Task 2: Change the new cell's type to Markdown, and write something in it

Hint: Single click on the new cell --> go to Menu --> Cell --> Cell Type --> Markdown; Single click on the new cell ---> write some Markdowns see basic syntax reference; Click on the "Run" button on the tool bar;

Task 3: Uncomment the Python codes in the cell below and run it¶

Hint: Single click on the cell below --> Remove the Pound sign ('#') --> press Shift + Enter keys together (or click on the 'Run" button on the tool bar)

#print("hello world")

Task 4: clean all output of this notebook¶

Hint: go to Menu --> Cell --> All Output --> Clear

------------- Below is the main section of the Mapping and Visualization notebok -----------------¶

Introduction¶

This notebook will walk you through some basic techniques of conducting Interative Mapping and Data Visualization in the CyberGIS-Jupyter environment. We will retrieve the latest COVID-19 data from the Illinois Department of Public Health (IDPH) website, examine and preprocess the data, make plots of daily new cases by counties using matplotlib, create an interactive map with ipyleaflet to visualize weekly channge of new cases across the state, and finally link map and plot together.

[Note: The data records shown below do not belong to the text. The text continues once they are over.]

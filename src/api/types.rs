//! API request and response types.

use serde::{Deserialize, Serialize};

use super::conversation_store::{StoredMessage, ThreadSummary};
use crate::capability::{AgentToggle, CapabilityOverride};
use crate::workflow::{TurnOutcome, UserDetails};

/// Request to run one turn.
#[derive(Debug, Clone, Default, Deserialize)]
pub struct AskRequest {
    pub user_input: Option<String>,
    pub user_details: Option<UserDetails>,
    /// Continue an existing thread; a new one is created when absent.
    pub thread_id: Option<String>,
}

#[derive(Debug, Clone, Serialize)]
pub struct AskResponse {
    pub thread_id: String,
    #[serde(flatten)]
    pub outcome: TurnOutcome,
}

/// Conversation-history request, dispatched on `func_name`.
#[derive(Debug, Clone, Default, Deserialize)]
pub struct ConvHistoryRequest {
    pub func_name: Option<String>,
    pub user_input: Option<String>,
    pub user_details: Option<UserDetails>,
    pub thread_id: Option<String>,
    pub message_id: Option<String>,
    pub feedback: Option<String>,
}

#[derive(Debug, Clone, Default, Serialize)]
pub struct ConvHistoryResponse {
    /// Prior-turn history of the thread, one message per line.
    pub conversation_history: Option<String>,
    pub thread_id: Option<String>,
    pub short_name: String,
    pub chat_conversation: Option<Vec<StoredMessage>>,
    pub user_chat_history: Option<Vec<ThreadSummary>>,
    pub feedback: Option<bool>,
}

#[derive(Debug, Clone, Default, Deserialize)]
pub struct AgentsQuery {
    pub user: Option<String>,
}

#[derive(Debug, Clone, Serialize)]
pub struct AgentsListResponse {
    pub agents: Vec<AgentToggle>,
}

#[derive(Debug, Clone, Deserialize)]
pub struct ToggleAgentRequest {
    pub user: Option<String>,
    pub agent_name: Option<String>,
    pub enable: Option<bool>,
}

#[derive(Debug, Clone, Deserialize)]
pub struct ConfigureAgentRequest {
    pub user: Option<String>,
    pub agent_name: Option<String>,
    pub config_data: Option<CapabilityOverride>,
}

#[derive(Debug, Clone, Default, Deserialize)]
pub struct AgentConfigQuery {
    pub agent_name: Option<String>,
    pub user: Option<String>,
}

#[derive(Debug, Clone, Serialize)]
pub struct MessageResponse {
    pub message: String,
}

/// Health check response.
#[derive(Debug, Clone, Serialize)]
pub struct HealthResponse {
    pub status: String,
    pub version: String,
    /// Whether conversations survive a restart
    pub persistent_store: bool,
}

#[derive(Debug, Clone, Serialize)]
pub struct ErrorBody {
    pub error: String,
    #[serde(skip_serializing_if = "Option::is_none")]
    pub details: Option<String>,
}
//! Capability registry loading, validation and per-user layering.

use std::collections::HashMap;
use std::path::{Path, PathBuf};

use serde::{Deserialize, Serialize};
use serde_json::Value;
use thiserror::Error;
use walkdir::WalkDir;

use super::prompt::PromptOverride;
use super::schema::SchemaError;
use super::CapabilitySpec;
use crate::datasource::DataSources;

const MANIFEST_FILE: &str = "workflow.yaml";
const CAPABILITIES_DIR: &str = "capabilities";
const USERS_DIR: &str = "users";
const USER_TOGGLES_FILE: &str = "agents_required.yaml";
const USER_OVERRIDES_DIR: &str = "overrides";

#[derive(Debug, Error)]
pub enum RegistryError {
    #[error("failed to read {}: {source}", .path.display())]
    Io {
        path: PathBuf,
        #[source]
        source: std::io::Error,
    },

    #[error("failed to parse {}: {message}", .path.display())]
    Parse { path: PathBuf, message: String },

    #[error("unknown capability '{0}'")]
    UnknownCapability(String),

    #[error("capability '{0}' is defined more than once")]
    DuplicateCapability(String),

    #[error("capability '{capability}' has an invalid output descriptor: {source}")]
    InvalidOutput {
        capability: String,
        #[source]
        source: SchemaError,
    },

    #[error("capability '{capability}' is bound to unknown data source '{source_id}'")]
    UnknownDataSource { capability: String, source_id: String },

    #[error("invalid user name '{0}'")]
    InvalidUser(String),

    #[error("capability name '{0}' cannot be stored as an override")]
    UnstorableName(String),
}

/// Capabilities that play fixed roles in every turn.
#[derive(Debug, Clone, PartialEq, Serialize, Deserialize)]
pub struct WorkflowRoles {
    #[serde(default = "default_planner")]
    pub planner: String,
    #[serde(default = "default_validator")]
    pub validator: String,
    #[serde(default = "default_escalation")]
    pub escalation: String,
    #[serde(default, skip_serializing_if = "Option::is_none")]
    pub history_summarizer: Option<String>,
}

fn default_planner() -> String {
    "supervisor_agent".to_string()
}

fn default_validator() -> String {
    "observer_agent".to_string()
}

fn default_escalation() -> String {
    "human_agent".to_string()
}

impl Default for WorkflowRoles {
    fn default() -> Self {
        Self {
            planner: default_planner(),
            validator: default_validator(),
            escalation: default_escalation(),
            history_summarizer: None,
        }
    }
}

/// Whether the planner may pick a capability.
#[derive(Debug, Clone, PartialEq, Eq, Serialize, Deserialize)]
pub struct AgentToggle {
    pub name: String,
    #[serde(default = "enabled_by_default")]
    pub enabled: bool,
}

fn enabled_by_default() -> bool {
    true
}

/// Where an aggregator input comes from.
#[derive(Debug, Clone, PartialEq, Serialize, Deserialize)]
#[serde(tag = "from", rename_all = "snake_case")]
pub enum InputSource {
    UserInput,
    /// Every task output, or one field projected from each.
    TaskOutputs {
        #[serde(default, skip_serializing_if = "Option::is_none")]
        field: Option<String>,
    },
    ConversationHistory,
    UserDetails,
    Literal { value: Value },
}

#[derive(Debug, Clone, PartialEq, Serialize, Deserialize)]
pub struct InputBinding {
    pub param: String,
    #[serde(flatten)]
    pub source: InputSource,
}

/// A post-validation aggregator such as the cross-task summary.
#[derive(Debug, Clone, PartialEq, Serialize, Deserialize)]
pub struct ExplicitAgentSpec {
    pub name: String,
    /// Field of the result recorded in the transcript; the whole result if unset.
    #[serde(default, skip_serializing_if = "Option::is_none")]
    pub output_field: Option<String>,
    #[serde(default)]
    pub inputs: Vec<InputBinding>,
    /// Invoke once per task output instead of once over all of them.
    #[serde(default)]
    pub per_task: bool,
}

/// Contents of `workflow.yaml`.
#[derive(Debug, Clone, Default, PartialEq, Serialize, Deserialize)]
pub struct WorkflowManifest {
    #[serde(default)]
    pub roles: WorkflowRoles,
    #[serde(default)]
    pub agents_required: Vec<AgentToggle>,
    #[serde(default)]
    pub explicit_agents: Vec<ExplicitAgentSpec>,
}

/// Per-user changes to one capability, saved by the configure endpoint.
#[derive(Debug, Clone, Default, PartialEq, Serialize, Deserialize)]
pub struct CapabilityOverride {
    #[serde(default, skip_serializing_if = "Option::is_none")]
    pub description: Option<String>,
    #[serde(default)]
    pub prompts: PromptOverride,
}

/// A validated, read-only view of every capability for one user.
#[derive(Debug, Clone)]
pub struct CapabilityRegistry {
    manifest: WorkflowManifest,
    capabilities: HashMap<String, CapabilitySpec>,
}

impl CapabilityRegistry {
    /// Build a registry, rejecting any dangling reference.
    pub fn from_parts(
        manifest: WorkflowManifest,
        specs: Vec<CapabilitySpec>,
    ) -> Result<Self, RegistryError> {
        let mut capabilities = HashMap::with_capacity(specs.len());
        for spec in specs {
            spec.output
                .validate()
                .map_err(|source| RegistryError::InvalidOutput {
                    capability: spec.name.clone(),
                    source,
                })?;
            if capabilities.contains_key(&spec.name) {
                return Err(RegistryError::DuplicateCapability(spec.name));
            }
            capabilities.insert(spec.name.clone(), spec);
        }

        let registry = Self {
            manifest,
            capabilities,
        };
        registry.check_references()?;
        Ok(registry)
    }

    fn check_references(&self) -> Result<(), RegistryError> {
        let roles = &self.manifest.roles;
        let mut referenced: Vec<&str> = vec![
            roles.planner.as_str(),
            roles.validator.as_str(),
            roles.escalation.as_str(),
        ];
        referenced.extend(roles.history_summarizer.as_deref());
        referenced.extend(self.manifest.agents_required.iter().map(|a| a.name.as_str()));
        referenced.extend(self.manifest.explicit_agents.iter().map(|a| a.name.as_str()));
        referenced.extend(
            self.capabilities
                .values()
                .filter_map(|c| c.data_source.as_ref())
                .filter_map(|b| b.table_selector.as_deref()),
        );

        for name in referenced {
            if !self.capabilities.contains_key(name) {
                return Err(RegistryError::UnknownCapability(name.to_string()));
            }
        }
        Ok(())
    }

    /// Reject bindings to data sources that are not configured.
    pub fn check_data_sources(&self, sources: &DataSources) -> Result<(), RegistryError> {
        for spec in self.capabilities.values() {
            if let Some(binding) = &spec.data_source {
                if !sources.contains(&binding.source) {
                    return Err(RegistryError::UnknownDataSource {
                        capability: spec.name.clone(),
                        source_id: binding.source.clone(),
                    });
                }
            }
        }
        Ok(())
    }

    pub fn get(&self, name: &str) -> Result<&CapabilitySpec, RegistryError> {
        self.capabilities
            .get(name)
            .ok_or_else(|| RegistryError::UnknownCapability(name.to_string()))
    }

    pub fn contains(&self, name: &str) -> bool {
        self.capabilities.contains_key(name)
    }

    pub fn roles(&self) -> &WorkflowRoles {
        &self.manifest.roles
    }

    pub fn explicit_agents(&self) -> &[ExplicitAgentSpec] {
        &self.manifest.explicit_agents
    }

    /// Capabilities the planner may choose from, with their enable flags.
    pub fn agents(&self) -> &[AgentToggle] {
        &self.manifest.agents_required
    }

    pub fn is_enabled(&self, name: &str) -> bool {
        self.manifest
            .agents_required
            .iter()
            .any(|a| a.name == name && a.enabled)
    }

    pub fn enabled_agents(&self) -> impl Iterator<Item = &CapabilitySpec> {
        self.manifest
            .agents_required
            .iter()
            .filter(|a| a.enabled)
            .filter_map(|a| self.capabilities.get(&a.name))
    }

    /// Text listing every enabled task capability, for the planning prompt.
    pub fn function_catalogue(&self) -> String {
        let mut out = String::new();
        for spec in self.enabled_agents() {
            out.push_str(&format!("- function_name: {}\n", spec.name));
            if !spec.description.trim().is_empty() {
                out.push_str(&format!("  description: {}\n", spec.description.trim()));
            }
            out.push_str(&format!("  function_params: [{}]\n", spec.parameters.join(", ")));
        }
        out
    }

    fn apply_toggles(&mut self, toggles: &[AgentToggle]) {
        for toggle in toggles {
            match self
                .manifest
                .agents_required
                .iter_mut()
                .find(|a| a.name == toggle.name)
            {
                Some(agent) => agent.enabled = toggle.enabled,
                None => tracing::warn!(agent = %toggle.name, "Ignoring toggle for unknown agent"),
            }
        }
    }

    fn apply_override(&mut self, name: &str, change: &CapabilityOverride) {
        let Some(spec) = self.capabilities.get_mut(name) else {
            tracing::warn!(agent = %name, "Ignoring override for unknown capability");
            return;
        };
        if let Some(description) = &change.description {
            spec.description = description.clone();
        }
        spec.prompts.apply(&change.prompts);
    }
}

/// Reads registries from a config directory.
#[derive(Debug, Clone)]
pub struct RegistryLoader {
    root: PathBuf,
}

impl RegistryLoader {
    pub fn new(root: impl Into<PathBuf>) -> Self {
        Self { root: root.into() }
    }

    pub fn root(&self) -> &Path {
        &self.root
    }

    /// Load the base registry, layered with `user`'s toggles and overrides.
    pub fn load(&self, user: Option<&str>) -> Result<CapabilityRegistry, RegistryError> {
        let manifest: WorkflowManifest = read_yaml(&self.root.join(MANIFEST_FILE))?;
        let specs = self.read_capabilities()?;
        let mut registry = CapabilityRegistry::from_parts(manifest, specs)?;

        if let Some(user) = user {
            let user_dir = self.user_dir(user)?;

            let toggles_path = user_dir.join(USER_TOGGLES_FILE);
            if toggles_path.is_file() {
                let toggles: Vec<AgentToggle> = read_yaml(&toggles_path)?;
                registry.apply_toggles(&toggles);
            }

            let overrides_dir = user_dir.join(USER_OVERRIDES_DIR);
            for path in yaml_files(&overrides_dir) {
                let Some(name) = path.file_stem().and_then(|s| s.to_str()) else {
                    continue;
                };
                let change: CapabilityOverride = read_yaml(&path)?;
                registry.apply_override(name, &change);
            }
        }

        tracing::debug!(
            root = %self.root.display(),
            user = user.unwrap_or("-"),
            capabilities = registry.capabilities.len(),
            "Loaded capability registry"
        );
        Ok(registry)
    }

    fn read_capabilities(&self) -> Result<Vec<CapabilitySpec>, RegistryError> {
        yaml_files(&self.root.join(CAPABILITIES_DIR))
            .into_iter()
            .map(|path| read_yaml(&path))
            .collect()
    }

    fn user_dir(&self, user: &str) -> Result<PathBuf, RegistryError> {
        let segment = sanitize_segment(user);
        if segment.is_empty() {
            return Err(RegistryError::InvalidUser(user.to_string()));
        }
        Ok(self.root.join(USERS_DIR).join(segment))
    }

    /// Persist `user`'s enable flag for one agent and return the effective list.
    pub fn save_toggle(
        &self,
        user: &str,
        agent: &str,
        enabled: bool,
    ) -> Result<Vec<AgentToggle>, RegistryError> {
        let mut registry = self.load(Some(user))?;
        if !registry.agents().iter().any(|a| a.name == agent) {
            return Err(RegistryError::UnknownCapability(agent.to_string()));
        }
        registry.apply_toggles(&[AgentToggle {
            name: agent.to_string(),
            enabled,
        }]);

        let toggles = registry.agents().to_vec();
        let path = self.user_dir(user)?.join(USER_TOGGLES_FILE);
        write_yaml(&path, &toggles)?;
        tracing::info!(user, agent, enabled, "Saved agent toggle");
        Ok(toggles)
    }

    /// Persist a per-user override for one capability.
    pub fn save_override(
        &self,
        user: &str,
        agent: &str,
        change: &CapabilityOverride,
    ) -> Result<PathBuf, RegistryError> {
        let registry = self.load(None)?;
        registry.get(agent)?;
        // Overrides are applied by file stem, so the name must survive as one.
        if sanitize_segment(agent) != agent {
            return Err(RegistryError::UnstorableName(agent.to_string()));
        }

        let path = self
            .user_dir(user)?
            .join(USER_OVERRIDES_DIR)
            .join(format!("{}.yaml", agent));
        write_yaml(&path, change)?;
        tracing::info!(user, agent, "Saved capability override");
        Ok(path)
    }
}

fn sanitize_segment(value: &str) -> String {
    value
        .trim()
        .chars()
        .map(|ch| {
            if ch.is_ascii_alphanumeric() || matches!(ch, '-' | '_' | '.' | '@') {
                ch
            } else {
                '_'
            }
        })
        .collect::<String>()
        .trim_start_matches('.')
        .to_string()
}

fn yaml_files(dir: &Path) -> Vec<PathBuf> {
    if !dir.is_dir() {
        return Vec::new();
    }
    let mut files: Vec<PathBuf> = WalkDir::new(dir)
        .max_depth(1)
        .into_iter()
        .filter_map(Result::ok)
        .filter(|entry| entry.file_type().is_file())
        .map(|entry| entry.into_path())
        .filter(|path| {
            matches!(
                path.extension().and_then(|e| e.to_str()),
                Some("yaml") | Some("yml")
            )
        })
        .collect();
    files.sort();
    files
}

fn read_yaml<T: serde::de::DeserializeOwned>(path: &Path) -> Result<T, RegistryError> {
    let text = std::fs::read_to_string(path).map_err(|source| RegistryError::Io {
        path: path.to_path_buf(),
        source,
    })?;
    serde_yaml::from_str(&text).map_err(|e| RegistryError::Parse {
        path: path.to_path_buf(),
        message: e.to_string(),
    })
}

fn write_yaml<T: Serialize>(path: &Path, value: &T) -> Result<(), RegistryError> {
    let io_err = |source| RegistryError::Io {
        path: path.to_path_buf(),
        source,
    };
    if let Some(parent) = path.parent() {
        std::fs::create_dir_all(parent).map_err(io_err)?;
    }
    let text = serde_yaml::to_string(value).map_err(|e| RegistryError::Parse {
        path: path.to_path_buf(),
        message: e.to_string(),
    })?;
    std::fs::write(path, text).map_err(io_err)
}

After finishing this notebook, you will have a "app-style" notebook like the screenshot below. You are encouraged to tweak the codes a little bit to visualize other COVID-19 indices, such as deaths and testings.

Notebook Outline:¶

Introduction
Setup
Data retrieval and preprocessing
- Download data from IDPH website
- Examine raw data
Plot time series data for a county
Visualize weekly change of new cases at county level across the state
App-style Interactive Map
Using this Metric Alone May Mislead You

Setup¶

This cell is to import required modules and libs. A breif description on the purpose of each libs can be found below:

json - standard Python module for JSON format I/O operations
wget - for downloading files from URLs
numpy - for handling N-dimentional arrays and numerical computing
pandas - for tabular data analysis and manipulation
ipyleaflet - for interactive mapping in Jupyter Notebook environment
branca - for dealing with colormaps
matplotlib - for creating plots and figures

import json
import wget
import numpy as np
import pandas as pd
import geopandas as gpd
import ipyleaflet
from branca import colormap
import matplotlib.pyplot as plt

# for interactive charting
%matplotlib notebook

Data retrieval and preprocessing¶

The Illinois Department of Public Health has a COVID-19 data portal that provides different metrics and data, including "county-level histrorical cases, deaths and tested", "hospitalization data", "vaccine administration data", "zipcode-level cases and tested data" and others. As noted on the website, data avaialbility, update frequency, data format and metrics reported are subject to change.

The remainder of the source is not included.